§ **Problem description**:
Print verbatim the lines of the entries from the one containing "pub fn with_velocity(mut" to the last, inclusive, and no others.

Stored items:
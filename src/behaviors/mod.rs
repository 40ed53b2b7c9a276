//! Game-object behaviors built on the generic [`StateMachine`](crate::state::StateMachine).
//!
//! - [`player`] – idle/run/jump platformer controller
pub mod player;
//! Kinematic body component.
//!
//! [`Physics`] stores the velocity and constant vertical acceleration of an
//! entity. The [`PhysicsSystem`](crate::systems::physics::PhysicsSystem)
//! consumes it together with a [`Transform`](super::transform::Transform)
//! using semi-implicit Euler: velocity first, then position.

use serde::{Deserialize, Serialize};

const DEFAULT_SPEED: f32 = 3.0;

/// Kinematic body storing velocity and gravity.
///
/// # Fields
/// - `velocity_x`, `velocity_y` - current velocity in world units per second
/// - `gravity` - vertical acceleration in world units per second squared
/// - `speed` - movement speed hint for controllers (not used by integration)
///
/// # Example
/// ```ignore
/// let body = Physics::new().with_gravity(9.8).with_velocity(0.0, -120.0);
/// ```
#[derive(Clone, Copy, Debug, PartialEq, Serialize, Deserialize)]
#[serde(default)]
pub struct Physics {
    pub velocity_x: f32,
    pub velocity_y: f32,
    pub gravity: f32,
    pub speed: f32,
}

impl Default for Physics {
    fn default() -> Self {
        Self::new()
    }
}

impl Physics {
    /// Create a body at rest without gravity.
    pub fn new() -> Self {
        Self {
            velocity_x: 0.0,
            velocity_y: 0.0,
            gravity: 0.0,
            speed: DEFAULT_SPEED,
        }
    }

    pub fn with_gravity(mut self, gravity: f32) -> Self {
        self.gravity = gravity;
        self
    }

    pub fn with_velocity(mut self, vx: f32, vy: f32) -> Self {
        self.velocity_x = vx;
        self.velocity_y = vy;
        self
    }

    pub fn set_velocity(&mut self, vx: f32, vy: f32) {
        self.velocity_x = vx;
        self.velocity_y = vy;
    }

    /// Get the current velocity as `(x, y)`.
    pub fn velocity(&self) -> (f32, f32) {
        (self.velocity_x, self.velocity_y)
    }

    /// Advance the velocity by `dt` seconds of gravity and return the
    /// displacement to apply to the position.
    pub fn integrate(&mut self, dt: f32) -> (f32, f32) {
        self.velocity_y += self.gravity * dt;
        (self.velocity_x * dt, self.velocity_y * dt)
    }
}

§ **Task output**:
    pub fn with_velocity(mut self, vx: f32, vy: f32) -> Self {
        self.velocity_x = vx;
        self.velocity_y = vy;
        self
    }

    pub fn set_velocity(&mut self, vx: f32, vy: f32) {
        self.velocity_x = vx;
        self.velocity_y = vy;
    }

    /// Get the current velocity as `(x, y)`.
    pub fn velocity(&self) -> (f32, f32) {
        (self.velocity_x, self.velocity_y)
    }

    /// Advance the velocity by `dt` seconds of gravity and return the
    /// displacement to apply to the position.
    pub fn integrate(&mut self, dt: f32) -> (f32, f32) {
        self.velocity_y += self.gravity * dt;
        (self.velocity_x * dt, self.velocity_y * dt)
    }
}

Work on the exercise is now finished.